When Mike Corby sold the club three years ago, he negotiated a three year lease because the headquarters of his fitness empire were located in the premises. But now he has sold the rest of his clubs and no longer needs the space.  Tim Garner is the manager of the club and tells me  that the owners could get them out sooner on a three month notice, but doesn’t think that will happen.

It will be sad to see Lambs disappear from the British squash scene as some very memorable moments happened there. But that was way back in the 80’s and 90’s. The British tournament scene went downhill very rapidly after Hi-Tec’s sponsorship came to an end and for a decade there wasn’t a major tournament worth more than  $50,000 in all of Britain. Things are just beginning to recover and now England can boast three or four tournaments of some interest, but nothing close to $100,000 until the British Open in Manchester in 2008.


England Squash  has had considerable funds from the Lottery to back its World Class program. All sorts of players  have benefited from the money and the England Squash coaching team, usually about five strong including physios and IT specialists, are present at many major tournament around the globe. But I have to report that at the recent British Junjor Open, England did not win one title in any of the eight categories (four for boys and four for girls). Come to that, England did not have one finalist. Worse still, England failed to place one player in a semi-final.

Egypt’s boys and girls dominated with six titles with Pakistan (on the way up again?) taking two medals.

What has happed? Why this massive failure to produce world class juniors? England have this enviable budget, a high player base and a program of junior squads all over the country.  Will questions be asked?  I don’t think so. David Pearson, the England national coach, and his staff will simply point to the fact that England women are the reigning world team champions, as are the men.

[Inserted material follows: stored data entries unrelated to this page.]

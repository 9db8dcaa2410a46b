//! Operator-facing text for the last-sequence panel, stat cards and history list.

use chrono::{DateTime, Local, Utc};
use serde::Serialize;

use crate::gateway::api::NextSequenceResponse;

use super::history::{HistoryBuffer, SequenceEvent};
use super::snapshot::StatsSnapshot;

pub const PLACEHOLDER: &str = "-";
pub const EMPTY_HISTORY_MESSAGE: &str =
    "No sequences generated yet. Generate one to start the history.";
const INITIAL_DETAILS: &str = "Waiting for the first sequence";
const RESET_DETAILS: &str = "System reset - ready for new sequences";

/// Wall-clock `HH:MM:SS` in the operator's timezone.
pub fn clock_label(timestamp: &DateTime<Utc>) -> String {
    timestamp.with_timezone(&Local).format("%H:%M:%S").to_string()
}

/// The "last sequence" panel.
#[derive(Debug, Clone, PartialEq, Serialize)]
#[serde(tag = "kind", rename_all = "snake_case")]
pub enum LastSequence {
    Placeholder {
        details: String,
    },
    Issued {
        sequence_number: u64,
        site_id: String,
        partition_id: String,
        invoice_type: String,
        gap_filled: bool,
        node_id: Option<String>,
        processing_time_ms: Option<u64>,
    },
}

impl Default for LastSequence {
    fn default() -> Self {
        LastSequence::Placeholder {
            details: INITIAL_DETAILS.to_string(),
        }
    }
}

impl LastSequence {
    pub fn after_reset() -> Self {
        LastSequence::Placeholder {
            details: RESET_DETAILS.to_string(),
        }
    }

    pub fn issued(event: &SequenceEvent, response: &NextSequenceResponse) -> Self {
        LastSequence::Issued {
            sequence_number: event.sequence_number,
            site_id: event.site_id.clone(),
            partition_id: event.partition_id.clone(),
            invoice_type: event.invoice_type.clone(),
            gap_filled: event.gap_filled,
            node_id: response.node_id.clone(),
            processing_time_ms: event.processing_time_ms,
        }
    }

    pub fn is_placeholder(&self) -> bool {
        matches!(self, LastSequence::Placeholder { .. })
    }

    pub fn headline(&self) -> String {
        match self {
            LastSequence::Placeholder { .. } => PLACEHOLDER.to_string(),
            LastSequence::Issued {
                sequence_number, ..
            } => sequence_number.to_string(),
        }
    }

    pub fn details(&self) -> String {
        match self {
            LastSequence::Placeholder { details } => details.clone(),
            LastSequence::Issued {
                site_id,
                partition_id,
                invoice_type,
                gap_filled,
                node_id,
                processing_time_ms,
                ..
            } => {
                let mut line =
                    format!("Site: {site_id} • Partition: {partition_id} • Type: {invoice_type}");
                if *gap_filled {
                    line.push_str(" (Gap Filled!)");
                }
                if let Some(node) = node_id.as_deref().filter(|n| !n.is_empty()) {
                    line.push_str(&format!(" • Node: {node}"));
                }
                // a zero timing is noise on the panel, though history lines still show it
                if let Some(ms) = processing_time_ms.filter(|ms| *ms > 0) {
                    line.push_str(&format!(" • {ms}ms"));
                }
                line
            }
        }
    }
}

/// Rendered values for the four stat cards.
#[derive(Debug, Clone, PartialEq, Eq, Serialize)]
pub struct StatCards {
    pub current_counter: String,
    pub total_generated: String,
    pub available_gaps: String,
    pub average_latency_ms: String,
}

impl StatCards {
    pub fn from_snapshot(stats: Option<&StatsSnapshot>) -> Self {
        let count = |value: Option<u64>| {
            value
                .map(|v| v.to_string())
                .unwrap_or_else(|| PLACEHOLDER.to_string())
        };

        Self {
            current_counter: count(stats.and_then(|s| s.current_counter)),
            total_generated: count(stats.and_then(|s| s.total_generated)),
            available_gaps: count(stats.and_then(|s| s.available_gaps)),
            average_latency_ms: stats
                .and_then(|s| s.average_latency_ms)
                .map(|ms| format!("{ms:.2}"))
                .unwrap_or_else(|| PLACEHOLDER.to_string()),
        }
    }
}

pub fn history_line(event: &SequenceEvent) -> String {
    let badge = if event.gap_filled { " [Gap Filled]" } else { "" };
    format!(
        "#{}{} {} ({}) {} • {}ms",
        event.sequence_number,
        badge,
        event.site_partition(),
        event.invoice_type,
        clock_label(&event.timestamp),
        event.processing_time_ms.unwrap_or(0)
    )
}

/// History list, newest first, or the empty-state message.
pub fn history_lines(history: &HistoryBuffer) -> Vec<String> {
    if history.is_empty() {
        return vec![EMPTY_HISTORY_MESSAGE.to_string()];
    }
    history.iter().map(history_line).collect()
}

#[cfg(test)]
mod tests {
    use std::collections::BTreeMap;

    use super::*;
    use crate::state::history::sample_event;

    #[test]
    fn issued_details_include_optional_parts() {
        let mut event = sample_event(1042);
        event.gap_filled = true;
        event.processing_time_ms = Some(12);
        let response = NextSequenceResponse {
            node_id: Some("node-1".to_string()),
            ..Default::default()
        };

        let last = LastSequence::issued(&event, &response);
        assert_eq!(last.headline(), "1042");
        assert_eq!(
            last.details(),
            "Site: S1 • Partition: P1 • Type: INV (Gap Filled!) • Node: node-1 • 12ms"
        );
    }

    #[test]
    fn zero_processing_time_is_left_out_of_details() {
        let mut event = sample_event(5);
        event.processing_time_ms = Some(0);
        let last = LastSequence::issued(&event, &NextSequenceResponse::default());
        assert_eq!(last.details(), "Site: S1 • Partition: P1 • Type: INV");

        let mut history = HistoryBuffer::new();
        history.push(event);
        assert!(history_lines(&history)[0].ends_with(" • 0ms"));
    }

    #[test]
    fn reset_placeholder() {
        let last = LastSequence::after_reset();
        assert!(last.is_placeholder());
        assert_eq!(last.headline(), "-");
        assert_eq!(last.details(), "System reset - ready for new sequences");
    }

    #[test]
    fn stat_cards_render_absent_values_as_dash() {
        assert_eq!(
            StatCards::from_snapshot(None),
            StatCards {
                current_counter: "-".to_string(),
                total_generated: "-".to_string(),
                available_gaps: "-".to_string(),
                average_latency_ms: "-".to_string(),
            }
        );

        let stats = StatsSnapshot {
            current_counter: Some(0),
            total_generated: Some(42),
            available_gaps: None,
            average_latency_ms: Some(1.234),
            sequences_by_site_partition: Some(BTreeMap::new()),
        };
        let cards = StatCards::from_snapshot(Some(&stats));
        assert_eq!(cards.current_counter, "0");
        assert_eq!(cards.total_generated, "42");
        assert_eq!(cards.available_gaps, "-");
        assert_eq!(cards.average_latency_ms, "1.23");
    }

    #[test]
    fn history_lines_show_empty_state() {
        let mut history = HistoryBuffer::new();
        assert_eq!(history_lines(&history), vec![EMPTY_HISTORY_MESSAGE.to_string()]);

        let mut event = sample_event(7);
        event.gap_filled = true;
        history.push(event);
        let lines = history_lines(&history);
        assert_eq!(lines.len(), 1);
        assert!(lines[0].starts_with("#7 [Gap Filled] S1-P1 (INV) "));
        assert!(lines[0].ends_with(" • 3ms"));
    }
}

Failure? What failure?


So far WISPA players  have played two BSPA tournaments using the  point-a-rally to  11 used by the PSA and so far no conclusions. Andrew Shelley tells me it is far too early to make decisions and  while there has been some feedback from his players he says the important feedback is from the spectators.  He says that the big question is: has the news scoring system improved the spectacle?   He intimates that any decision will be based on that questions. The fears are that the matches could become too short and that with p-a-r scoring, the chance of a fighting comeback is reduced.

My bet is that WISPA will stay with the traditional hand in scoring, the system that is still being used in major WISPA events.


And while we are in the WISPA camp, they are still awaiting the  decision from Qatar Airlines as to whether they will renew their very valuable sponsorship. I hope they do so that we can enjoy another major tournie in India.


Meanwhile the PSA are enjoying a bumper year.  Not only did John Nimick increase  the size of his three tournaments in North America, but  Saudi Arabia has come up with some really big bucks.  Ziad Al-Turki, the man behind the Saudi International in December, has just signed a five year deal with PSA worth a  million bucks. Each tournament will be offering prize funds of $182,000, which dwarfs everything else (other than world Opens) on the calendar. But listen to this: the 2010 Men’s World Open in Saudi Arabia will be offering a staggering $322,500 in prize money, which is the most money I can remember for a  squash tournament.

This year Bermuda will beholding the World Open using two glass courts offering $175,000 in prizes; next year the World Open comes back to Britain for the first time in decades, with $215,000 in prize money; in 2009 the Open goes back to the middle east  where Kuwait is offering $250,000.  So in four years, the world open is going to offer  $962, 500 in total prize money.  

All I can say is that Ramy Ashour has come good at just the right time and when the Saudi World Open is over, this very talented young man could well be a millionaire. My advice to every squash player is to plan some Arabic language  lessons between court sessions.